▶ [Problem requirements]: Where does the string "link" appear in the material? Copy each line that holds it.

= = = = =

//! In-memory store.
//!
//! All tables live behind one async mutex. A transaction owns that mutex for
//! its whole lifetime and works on a private copy of the tables; commit swaps
//! the copy in, drop throws it away. Transactions are therefore fully
//! serialized, which trivially satisfies the locking read. All state is lost
//! on restart.

use std::collections::{BTreeMap, BTreeSet};
use std::sync::Arc;

use async_trait::async_trait;
use chrono::{DateTime, Utc};
use tokio::sync::{Mutex, OwnedMutexGuard};

use super::models::*;
use super::{ReviewStore, StoreTx};
use crate::error::{Result, ReviewError};

#[derive(Debug, Clone)]
struct PrRecord {
    pr: PullRequest,
    /// Insertion order, breaks ties between equal creation times.
    seq: u64,
}

#[derive(Debug, Clone, Default)]
struct Tables {
    teams: BTreeSet<String>,
    members: BTreeMap<String, Member>,
    pull_requests: BTreeMap<String, PrRecord>,
    /// (pull request id, member id)
    reviewers: BTreeSet<(String, String)>,
    next_seq: u64,
}

impl Tables {
    fn team(&self, name: &str) -> Result<Team> {
        if !self.teams.contains(name) {
            return Err(ReviewError::not_found("team", name));
        }
        let members = self
            .members
            .values()
            .filter(|m| m.team_name == name)
            .cloned()
            .map(TeamMember::from)
            .collect();
        Ok(Team {
            name: name.to_string(),
            members,
        })
    }

    fn member(&self, id: &str) -> Result<Member> {
        self.members
            .get(id)
            .cloned()
            .ok_or_else(|| ReviewError::not_found("member", id))
    }

    fn reviewer_ids(&self, pr_id: &str) -> Vec<String> {
        self.reviewers
            .iter()
            .filter(|(pr, _)| pr == pr_id)
            .map(|(_, member)| member.clone())
            .collect()
    }

    fn pull_request(&self, id: &str) -> Result<PullRequest> {
        let record = self
            .pull_requests
            .get(id)
            .ok_or_else(|| ReviewError::not_found("pull request", id))?;
        let mut pr = record.pr.clone();
        pr.reviewers = self.reviewer_ids(id);
        Ok(pr)
    }

    fn prs_by_reviewer(&self, member_id: &str) -> Vec<PullRequestShort> {
        let mut records: Vec<&PrRecord> = self
            .reviewers
            .iter()
            .filter(|(_, member)| member == member_id)
            .filter_map(|(pr, _)| self.pull_requests.get(pr))
            .collect();
        records.sort_by(|a, b| {
            b.pr.created_at
                .cmp(&a.pr.created_at)
                .then(b.seq.cmp(&a.seq))
        });
        records.into_iter().map(|r| PullRequestShort::from(&r.pr)).collect()
    }

    fn stats(&self) -> Vec<AssignmentStats> {
        let mut counts: BTreeMap<&str, i64> = BTreeMap::new();
        for (_, member) in &self.reviewers {
            *counts.entry(member.as_str()).or_default() += 1;
        }
        counts
            .into_iter()
            .map(|(user_id, assignment_count)| AssignmentStats {
                user_id: user_id.to_string(),
                assignment_count,
            })
            .collect()
    }
}

#[derive(Clone, Default)]
pub struct MemoryStore {
    tables: Arc<Mutex<Tables>>,
}

impl MemoryStore {
    pub fn new() -> Self {
        Self::default()
    }
}

pub struct MemoryTx {
    guard: OwnedMutexGuard<Tables>,
    working: Tables,
}

#[async_trait]
impl StoreTx for MemoryTx {
    async fn commit(self) -> Result<()> {
        let MemoryTx { mut guard, working } = self;
        *guard = working;
        Ok(())
    }

    async fn create_team(&mut self, name: &str) -> Result<()> {
        if !self.working.teams.insert(name.to_string()) {
            return Err(ReviewError::conflict("team", name));
        }
        Ok(())
    }

    async fn get_team(&mut self, name: &str) -> Result<Team> {
        self.working.team(name)
    }

    async fn create_member(&mut self, member: &Member) -> Result<Member> {
        if !self.working.teams.contains(&member.team_name) {
            return Err(ReviewError::not_found("team", &member.team_name));
        }
        if self.working.members.contains_key(&member.id) {
            return Err(ReviewError::conflict("member", &member.id));
        }
        self.working
            .members
            .insert(member.id.clone(), member.clone());
        Ok(member.clone())
    }

    async fn get_member(&mut self, id: &str) -> Result<Member> {
        self.working.member(id)
    }

    async fn active_team_members(&mut self, team_name: &str) -> Result<Vec<Member>> {
        Ok(self
            .working
            .members
            .values()
            .filter(|m| m.team_name == team_name && m.is_active)
            .cloned()
            .collect())
    }

    async fn set_member_active(&mut self, id: &str, is_active: bool) -> Result<Member> {
        let member = self
            .working
            .members
            .get_mut(id)
            .ok_or_else(|| ReviewError::not_found("member", id))?;
        member.is_active = is_active;
        Ok(member.clone())
    }

    async fn deactivate_team_members(&mut self, team_name: &str) -> Result<Vec<Member>> {
        let mut deactivated = Vec::new();
        for member in self.working.members.values_mut() {
            if member.team_name == team_name && member.is_active {
                member.is_active = false;
                deactivated.push(member.clone());
            }
        }
        Ok(deactivated)
    }

    async fn create_pull_request(&mut self, new_pr: &NewPullRequest) -> Result<PullRequest> {
        if self.working.pull_requests.contains_key(&new_pr.id) {
            return Err(ReviewError::conflict("pull request", &new_pr.id));
        }
        if !self.working.members.contains_key(&new_pr.author_id) {
            return Err(ReviewError::not_found("member", &new_pr.author_id));
        }

        let pr = PullRequest {
            id: new_pr.id.clone(),
            title: new_pr.title.clone(),
            author_id: new_pr.author_id.clone(),
            team_name: new_pr.team_name.clone(),
            status: PrStatus::Open,
            reviewers: Vec::new(),
            created_at: Utc::now(),
            merged_at: None,
        };
        let seq = self.working.next_seq;
        self.working.next_seq += 1;
        self.working.pull_requests.insert(
            pr.id.clone(),
            PrRecord {
                pr: pr.clone(),
                seq,
            },
        );
        Ok(pr)
    }

    async fn get_pull_request(&mut self, id: &str) -> Result<PullRequest> {
        self.working.pull_request(id)
    }

    async fn get_pull_request_for_update(&mut self, id: &str) -> Result<PullRequest> {
        // The transaction already holds the only lock.
        self.working.pull_request(id)
    }

    async fn mark_merged(&mut self, id: &str) -> Result<DateTime<Utc>> {
        let record = self
            .working
            .pull_requests
            .get_mut(id)
            .ok_or_else(|| ReviewError::not_found("pull request", id))?;
        record.pr.status = PrStatus::Merged;
        let merged_at = *record.pr.merged_at.get_or_insert_with(Utc::now);
        Ok(merged_at)
    }

    async fn add_reviewers(&mut self, pr_id: &str, member_ids: &[String]) -> Result<()> {
        if !self.working.pull_requests.contains_key(pr_id) {
            return Err(ReviewError::not_found("pull request", pr_id));
        }
        for member_id in member_ids {
            if !self.working.members.contains_key(member_id) {
                return Err(ReviewError::not_found("member", member_id));
            }
            if !self
                .working
                .reviewers
                .insert((pr_id.to_string(), member_id.clone()))
            {
                return Err(ReviewError::Conflict(format!(
                    "reviewer already assigned to pull request '{}'",
                    pr_id
                )));
            }
        }
        Ok(())
    }

    async fn remove_reviewer(&mut self, pr_id: &str, member_id: &str) -> Result<()> {
        if !self
            .working
            .reviewers
            .remove(&(pr_id.to_string(), member_id.to_string()))
        {
            return Err(ReviewError::ReviewerNotAssigned {
                pr_id: pr_id.to_string(),
                reviewer_id: member_id.to_string(),
            });
        }
        Ok(())
    }

    async fn remove_reviewers_from_open_prs(
        &mut self,
        member_ids: &[String],
    ) -> Result<Vec<PullRequestShort>> {
        let tables = &mut self.working;
        let doomed: Vec<(String, String)> = tables
            .reviewers
            .iter()
            .filter(|(pr_id, member_id)| {
                member_ids.contains(member_id)
                    && tables
                        .pull_requests
                        .get(pr_id)
                        .is_some_and(|r| r.pr.status == PrStatus::Open)
            })
            .cloned()
            .collect();

        let mut affected = BTreeMap::new();
        for link in doomed {
            tables.reviewers.remove(&link);
            if let Some(record) = tables.pull_requests.get(&link.0) {
                affected.insert(link.0.clone(), PullRequestShort::from(&record.pr));
            }
        }
        Ok(affected.into_values().collect())
    }
}

#[async_trait]
impl ReviewStore for MemoryStore {
    type Tx = MemoryTx;

    async fn begin(&self) -> Result<MemoryTx> {
        let guard = self.tables.clone().lock_owned().await;
        let working = (*guard).clone();
        Ok(MemoryTx { guard, working })
    }

    async fn get_team(&self, name: &str) -> Result<Team> {
        self.tables.lock().await.team(name)
    }

    async fn list_teams(&self) -> Result<Vec<String>> {
        Ok(self.tables.lock().await.teams.iter().cloned().collect())
    }

    async fn get_member(&self, id: &str) -> Result<Member> {
        self.tables.lock().await.member(id)
    }

    async fn get_pull_request(&self, id: &str) -> Result<PullRequest> {
        self.tables.lock().await.pull_request(id)
    }

    async fn list_prs_by_reviewer(&self, member_id: &str) -> Result<Vec<PullRequestShort>> {
        Ok(self.tables.lock().await.prs_by_reviewer(member_id))
    }

    async fn reviewer_stats(&self) -> Result<Vec<AssignmentStats>> {
        Ok(self.tables.lock().await.stats())
    }
}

= = = = =

▶ [Written solution]:
        for link in doomed {
            tables.reviewers.remove(&link);
            if let Some(record) = tables.pull_requests.get(&link.0) {
                affected.insert(link.0.clone(), PullRequestShort::from(&record.pr));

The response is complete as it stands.